## What is being asked:
The lines to extract run from the first line of the entries through the line that contains "pub mod runtime;"; reproduce exactly those lines and no others.

Saved entries:
##############################
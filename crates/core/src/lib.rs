//! Core library for the MCP server installer
//!
//! This crate contains the installation lifecycle engine (reference
//! resolution, source fetching, plan validation, image builds, metadata
//! persistence, and orchestration) together with configuration, logging,
//! and error handling shared with the CLI.

#![deny(rustdoc::broken_intra_doc_links)]

pub mod build;
pub mod config;
pub mod docker;
pub mod errors;
pub mod git;
pub mod lifecycle;
pub mod logging;
pub mod metadata;
pub mod plan;
/// Planning collaborators producing analysis text and raw execution plans.
pub mod planner;
pub mod process;
pub mod reference;
pub mod run_command;
pub mod runtime;

/// Get the version of the core library
pub fn version() -> &'static str {
    env!("CARGO_PKG_VERSION")
}
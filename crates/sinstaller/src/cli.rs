use crate::commands;
use anyhow::Result;
use clap::{Parser, Subcommand, ValueEnum};
use sinstaller_core::config::{ConfigOverrides, SinstallerConfig};
use std::io::IsTerminal;
use std::path::PathBuf;

/// Runtime selection options
#[derive(Debug, Clone, Copy, ValueEnum, PartialEq)]
pub enum RuntimeOption {
    /// Docker runtime
    Docker,
    /// Podman runtime
    Podman,
}

impl From<RuntimeOption> for sinstaller_core::runtime::RuntimeKind {
    fn from(runtime: RuntimeOption) -> Self {
        match runtime {
            RuntimeOption::Docker => sinstaller_core::runtime::RuntimeKind::Docker,
            RuntimeOption::Podman => sinstaller_core::runtime::RuntimeKind::Podman,
        }
    }
}

/// Output format options
#[derive(Debug, Clone, Copy, ValueEnum, PartialEq, Eq)]
pub enum OutputFormat {
    /// Human-readable text format
    Text,
    /// JSON structured format
    Json,
}

/// Log format options
#[derive(Debug, Clone, ValueEnum)]
pub enum LogFormat {
    /// Human-readable text format
    Text,
    /// JSON structured format
    Json,
}

/// Log level options
#[derive(Debug, Clone, ValueEnum)]
pub enum LogLevel {
    /// Error messages only
    Error,
    /// Warning and error messages
    Warn,
    /// Informational messages and above
    Info,
    /// Debug messages and above
    Debug,
    /// All messages including trace
    Trace,
}

/// Resolved global options shared by all subcommands
#[derive(Debug, Clone)]
pub struct CliContext {
    /// Result format on stdout
    pub output: OutputFormat,
    /// Resolved installer configuration
    pub config: SinstallerConfig,
    /// Whether progress spinners may be drawn on stderr
    pub spinner: bool,
}

/// Installer subcommands
#[derive(Debug, Subcommand)]
pub enum Commands {
    /// Clone, analyze, and build an MCP server from a GitHub URL
    #[command(long_about = "Clone, analyze, and build an MCP server from a GitHub URL\n\n\
        Accepts https://github.com/<owner>/<repo> or\n\
        https://github.com/<owner>/<repo>/tree/<branch>/<path> for a server in a subdirectory.\n\n\
        A planner is required: --plan-file, --planner-command, or --planner-url\n\
        (or the SINSTALLER_PLANNER / SINSTALLER_PLANNER_URL environment variables).")]
    Install {
        /// GitHub repository URL
        url: String,
        /// Remove an existing installation of the same name first
        #[arg(long)]
        force: bool,
        /// Planner command line; the prompt is written to its stdin
        #[arg(long, value_name = "CMD")]
        planner_command: Option<String>,
        /// Planner HTTP endpoint
        #[arg(long, value_name = "URL")]
        planner_url: Option<String>,
        /// Pre-authored execution plan (JSON)
        #[arg(long, value_name = "PATH")]
        plan_file: Option<PathBuf>,
        /// Analysis text reported alongside --plan-file
        #[arg(long, value_name = "PATH", requires = "plan_file")]
        analysis_file: Option<PathBuf>,
    },

    /// Pull the latest source of an installed server and rebuild its image
    Update {
        /// Installation name (as shown by `list`)
        name: String,
    },

    /// Remove an installed server's container, image, and files
    Delete {
        /// Installation name (as shown by `list`)
        name: String,
    },

    /// List installed servers
    List,
}

#[derive(Parser, Debug)]
#[command(
    name = env!("CARGO_PKG_NAME"),
    version,
    about = "MCP server installer",
    long_about = "MCP server installer\n\nInstalls MCP servers from GitHub repositories as container images and tracks their lifecycle.",
    color = clap::ColorChoice::Auto
)]
pub struct Cli {
    /// Log format (text or json, defaults to text, can be set via SINSTALLER_LOG_FORMAT env var)
    #[arg(long, global = true, value_enum)]
    pub log_format: Option<LogFormat>,

    /// Log level
    #[arg(long, global = true, value_enum, default_value = "info")]
    pub log_level: LogLevel,

    /// Result output format
    #[arg(long, global = true, value_enum, default_value = "text")]
    pub output: OutputFormat,

    /// Installer home directory (defaults to ~/.mcp-sinstaller, can be set via SINSTALLER_HOME env var)
    #[arg(long, global = true, value_name = "PATH")]
    pub home: Option<PathBuf>,

    /// Directory holding installations (defaults to <home>/servers)
    #[arg(long, global = true, value_name = "PATH")]
    pub servers_dir: Option<PathBuf>,

    /// Container runtime to use (docker or podman, can be set via SINSTALLER_RUNTIME env var)
    #[arg(long, global = true, value_enum)]
    pub runtime: Option<RuntimeOption>,

    /// Path to the container runtime executable
    #[arg(long, global = true, value_name = "PATH")]
    pub runtime_path: Option<String>,

    /// Path to the git executable
    #[arg(long, global = true, value_name = "PATH")]
    pub git_path: Option<String>,

    #[command(subcommand)]
    pub command: Option<Commands>,
}

impl Cli {
    /// Configuration overrides taken from the command line
    pub fn overrides(&self) -> ConfigOverrides {
        let (planner_command, planner_url) = match &self.command {
            Some(Commands::Install {
                planner_command,
                planner_url,
                ..
            }) => (planner_command.clone(), planner_url.clone()),
            _ => (None, None),
        };
        ConfigOverrides {
            home: self.home.clone(),
            servers_dir: self.servers_dir.clone(),
            runtime: self.runtime.map(Into::into),
            runtime_path: self.runtime_path.clone(),
            git_path: self.git_path.clone(),
            planner_command,
            planner_url,
        }
    }

    /// Run the selected subcommand
    ///
    /// Returns whether the operation succeeded. Operation failures are
    /// rendered in the selected output format before returning `false`;
    /// only setup errors (such as an unreadable config file) are returned
    /// as `Err`.
    pub async fn dispatch(self) -> Result<bool> {
        let log_format = match self.log_format {
            Some(LogFormat::Text) => Some("text"),
            Some(LogFormat::Json) => Some("json"),
            None => None,
        };

        let spinner = self.output == OutputFormat::Text
            && std::io::stderr().is_terminal()
            && !matches!(log_format, Some("json"));

        // Spinner sessions stay quiet unless a level was asked for explicitly
        let log_level = match self.log_level {
            LogLevel::Error => "error",
            LogLevel::Warn => "warn",
            LogLevel::Info if spinner => "warn",
            LogLevel::Info => "info",
            LogLevel::Debug => "debug",
            LogLevel::Trace => "trace",
        };
        sinstaller_core::logging::init_with_level(log_format, Some(log_level))?;
        tracing::debug!("CLI initialized with log level: {}", log_level);

        let Some(command) = self.command.as_ref() else {
            println!("MCP server installer");
            println!("Run 'sinstaller --help' to see available commands.");
            return Ok(true);
        };

        let config = SinstallerConfig::resolve(self.overrides())?;
        tracing::debug!(
            servers_dir = %config.servers_dir.display(),
            runtime = %config.runtime,
            "Configuration resolved"
        );
        let context = CliContext {
            output: self.output,
            config,
            spinner,
        };

        let result = match command {
            Commands::Install {
                url,
                force,
                plan_file,
                analysis_file,
                ..
            } => {
                commands::install::execute_install(
                    commands::install::InstallArgs {
                        url: url.clone(),
                        force: *force,
                        plan_file: plan_file.clone(),
                        analysis_file: analysis_file.clone(),
                    },
                    &context,
                )
                .await
            }
            Commands::Update { name } => commands::update::execute_update(name, &context).await,
            Commands::Delete { name } => commands::delete::execute_delete(name, &context).await,
            Commands::List => commands::list::execute_list(&context).await,
        };

        match result {
            Ok(success) => Ok(success),
            Err(err) => {
                commands::report_failure(&context, &err)?;
                Ok(false)
            }
        }
    }
}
##############################
## Answer box:
filename crates/core/src/lib.rs
//! Core library for the MCP server installer
//!
//! This crate contains the installation lifecycle engine (reference
//! resolution, source fetching, plan validation, image builds, metadata
//! persistence, and orchestration) together with configuration, logging,
//! and error handling shared with the CLI.

#![deny(rustdoc::broken_intra_doc_links)]

pub mod build;
pub mod config;
pub mod docker;
pub mod errors;
pub mod git;
pub mod lifecycle;
pub mod logging;
pub mod metadata;
pub mod plan;
/// Planning collaborators producing analysis text and raw execution plans.
pub mod planner;
pub mod process;
pub mod reference;
pub mod run_command;
pub mod runtime;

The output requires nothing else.